RECORDS SHOWN:

• • • • •

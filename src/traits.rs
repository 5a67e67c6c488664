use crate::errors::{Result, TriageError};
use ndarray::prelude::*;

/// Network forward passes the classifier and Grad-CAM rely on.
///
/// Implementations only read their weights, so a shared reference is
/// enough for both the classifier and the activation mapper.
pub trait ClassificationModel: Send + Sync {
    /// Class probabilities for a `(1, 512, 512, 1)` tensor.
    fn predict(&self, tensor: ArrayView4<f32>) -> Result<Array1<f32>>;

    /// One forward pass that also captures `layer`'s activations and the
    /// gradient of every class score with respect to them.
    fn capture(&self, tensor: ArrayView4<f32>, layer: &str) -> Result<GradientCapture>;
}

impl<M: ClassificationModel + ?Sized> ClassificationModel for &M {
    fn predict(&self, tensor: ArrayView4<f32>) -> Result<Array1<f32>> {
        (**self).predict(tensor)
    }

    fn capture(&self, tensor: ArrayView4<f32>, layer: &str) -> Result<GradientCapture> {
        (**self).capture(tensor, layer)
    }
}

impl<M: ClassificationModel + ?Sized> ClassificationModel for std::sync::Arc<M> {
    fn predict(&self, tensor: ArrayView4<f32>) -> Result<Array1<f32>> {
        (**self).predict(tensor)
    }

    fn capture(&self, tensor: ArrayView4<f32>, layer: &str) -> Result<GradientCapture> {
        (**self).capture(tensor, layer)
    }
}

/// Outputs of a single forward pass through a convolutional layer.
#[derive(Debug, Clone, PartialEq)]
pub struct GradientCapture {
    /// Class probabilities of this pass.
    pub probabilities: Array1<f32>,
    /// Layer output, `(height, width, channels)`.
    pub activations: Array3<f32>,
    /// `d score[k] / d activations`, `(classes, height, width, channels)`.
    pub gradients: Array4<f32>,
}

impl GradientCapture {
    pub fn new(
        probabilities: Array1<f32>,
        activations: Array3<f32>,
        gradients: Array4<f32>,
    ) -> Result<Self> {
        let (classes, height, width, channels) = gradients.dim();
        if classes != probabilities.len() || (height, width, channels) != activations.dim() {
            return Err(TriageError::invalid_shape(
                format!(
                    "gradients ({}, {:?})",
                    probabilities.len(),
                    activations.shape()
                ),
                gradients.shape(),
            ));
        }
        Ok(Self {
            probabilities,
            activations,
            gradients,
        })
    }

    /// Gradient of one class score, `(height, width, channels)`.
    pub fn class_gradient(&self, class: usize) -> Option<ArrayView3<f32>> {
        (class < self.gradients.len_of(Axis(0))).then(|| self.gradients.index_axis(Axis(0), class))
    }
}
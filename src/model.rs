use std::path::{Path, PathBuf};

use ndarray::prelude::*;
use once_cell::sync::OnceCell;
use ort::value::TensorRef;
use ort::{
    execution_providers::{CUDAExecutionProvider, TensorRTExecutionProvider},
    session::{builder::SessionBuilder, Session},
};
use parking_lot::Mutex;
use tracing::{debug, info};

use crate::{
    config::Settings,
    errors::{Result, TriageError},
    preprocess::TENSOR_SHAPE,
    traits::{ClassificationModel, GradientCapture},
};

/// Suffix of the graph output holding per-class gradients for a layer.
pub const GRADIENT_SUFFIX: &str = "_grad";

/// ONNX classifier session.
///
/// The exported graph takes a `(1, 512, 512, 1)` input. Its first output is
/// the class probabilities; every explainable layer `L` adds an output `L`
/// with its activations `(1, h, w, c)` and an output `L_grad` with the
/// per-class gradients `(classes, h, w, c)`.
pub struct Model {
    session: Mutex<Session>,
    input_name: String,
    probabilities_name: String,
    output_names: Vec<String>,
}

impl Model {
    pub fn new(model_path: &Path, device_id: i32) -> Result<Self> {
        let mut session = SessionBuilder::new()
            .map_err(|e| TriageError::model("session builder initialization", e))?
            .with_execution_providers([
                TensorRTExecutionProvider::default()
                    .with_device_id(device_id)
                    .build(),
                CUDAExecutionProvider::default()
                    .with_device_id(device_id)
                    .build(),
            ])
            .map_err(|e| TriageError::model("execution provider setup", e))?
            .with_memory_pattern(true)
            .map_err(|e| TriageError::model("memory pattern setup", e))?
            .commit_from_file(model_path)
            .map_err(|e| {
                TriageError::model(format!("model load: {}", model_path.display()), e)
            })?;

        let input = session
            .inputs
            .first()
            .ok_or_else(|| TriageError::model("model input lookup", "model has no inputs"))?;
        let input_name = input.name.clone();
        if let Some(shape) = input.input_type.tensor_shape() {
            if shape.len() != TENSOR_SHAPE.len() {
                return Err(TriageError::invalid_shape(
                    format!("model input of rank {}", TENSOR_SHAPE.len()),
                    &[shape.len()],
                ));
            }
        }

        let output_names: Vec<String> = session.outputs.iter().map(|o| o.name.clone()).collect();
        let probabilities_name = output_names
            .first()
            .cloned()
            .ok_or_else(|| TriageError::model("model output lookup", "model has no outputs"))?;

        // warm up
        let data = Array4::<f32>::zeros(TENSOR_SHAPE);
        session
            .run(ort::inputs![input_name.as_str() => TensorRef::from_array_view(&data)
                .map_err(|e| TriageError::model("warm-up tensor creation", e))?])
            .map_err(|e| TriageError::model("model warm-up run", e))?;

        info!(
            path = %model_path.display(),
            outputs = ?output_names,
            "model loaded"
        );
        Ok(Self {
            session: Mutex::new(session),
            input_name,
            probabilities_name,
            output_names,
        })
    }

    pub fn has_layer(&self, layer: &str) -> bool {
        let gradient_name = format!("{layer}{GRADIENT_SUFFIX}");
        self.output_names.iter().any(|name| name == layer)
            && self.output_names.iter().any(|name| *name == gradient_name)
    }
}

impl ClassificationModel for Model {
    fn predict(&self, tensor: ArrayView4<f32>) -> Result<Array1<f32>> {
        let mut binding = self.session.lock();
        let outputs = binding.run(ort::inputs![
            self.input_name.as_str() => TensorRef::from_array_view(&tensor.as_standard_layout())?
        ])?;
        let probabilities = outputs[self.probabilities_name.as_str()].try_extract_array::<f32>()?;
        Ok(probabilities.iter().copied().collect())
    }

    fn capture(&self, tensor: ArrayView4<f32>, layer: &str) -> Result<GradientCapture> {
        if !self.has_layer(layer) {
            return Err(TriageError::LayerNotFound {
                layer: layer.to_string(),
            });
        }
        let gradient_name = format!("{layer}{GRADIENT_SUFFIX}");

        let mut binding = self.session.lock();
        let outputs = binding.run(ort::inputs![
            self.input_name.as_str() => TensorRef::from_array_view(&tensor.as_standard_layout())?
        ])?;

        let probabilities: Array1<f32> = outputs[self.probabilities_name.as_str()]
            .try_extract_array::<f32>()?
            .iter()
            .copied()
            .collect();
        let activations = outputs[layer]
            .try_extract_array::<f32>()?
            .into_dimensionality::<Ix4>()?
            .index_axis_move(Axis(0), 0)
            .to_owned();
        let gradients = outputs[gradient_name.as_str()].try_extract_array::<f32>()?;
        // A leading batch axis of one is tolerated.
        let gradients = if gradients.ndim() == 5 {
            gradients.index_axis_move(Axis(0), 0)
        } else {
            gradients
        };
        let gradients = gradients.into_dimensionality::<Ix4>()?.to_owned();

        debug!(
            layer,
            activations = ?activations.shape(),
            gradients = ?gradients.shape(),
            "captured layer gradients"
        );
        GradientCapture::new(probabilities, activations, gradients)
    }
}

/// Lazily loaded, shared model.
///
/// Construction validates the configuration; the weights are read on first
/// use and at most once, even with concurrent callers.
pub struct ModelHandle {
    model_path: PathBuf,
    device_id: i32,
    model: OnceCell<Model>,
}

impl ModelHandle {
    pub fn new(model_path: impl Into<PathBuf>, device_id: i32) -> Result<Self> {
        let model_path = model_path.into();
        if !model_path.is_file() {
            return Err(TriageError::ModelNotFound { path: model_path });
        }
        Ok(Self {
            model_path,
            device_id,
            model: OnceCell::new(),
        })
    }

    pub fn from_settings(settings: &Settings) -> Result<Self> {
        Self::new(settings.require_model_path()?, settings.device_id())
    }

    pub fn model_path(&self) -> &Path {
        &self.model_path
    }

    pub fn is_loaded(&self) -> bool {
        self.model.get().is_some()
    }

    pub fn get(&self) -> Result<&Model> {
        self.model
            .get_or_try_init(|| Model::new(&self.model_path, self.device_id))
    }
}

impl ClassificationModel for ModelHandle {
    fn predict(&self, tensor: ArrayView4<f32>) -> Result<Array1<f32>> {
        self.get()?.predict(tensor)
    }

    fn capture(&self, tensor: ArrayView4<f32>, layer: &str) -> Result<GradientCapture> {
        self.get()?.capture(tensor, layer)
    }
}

• • • • •

EXERCISE AIM: Word for word, restate the entries from the first line to the line that has "Class probabilities for", both included, and nothing else.

EXERCISE RESULT:
filename src/traits.rs
repository 5a67e67c6c488664
use crate::errors::{Result, TriageError};
use ndarray::prelude::*;

/// Network forward passes the classifier and Grad-CAM rely on.
///
/// Implementations only read their weights, so a shared reference is
/// enough for both the classifier and the activation mapper.
pub trait ClassificationModel: Send + Sync {
    /// Class probabilities for a `(1, 512, 512, 1)` tensor.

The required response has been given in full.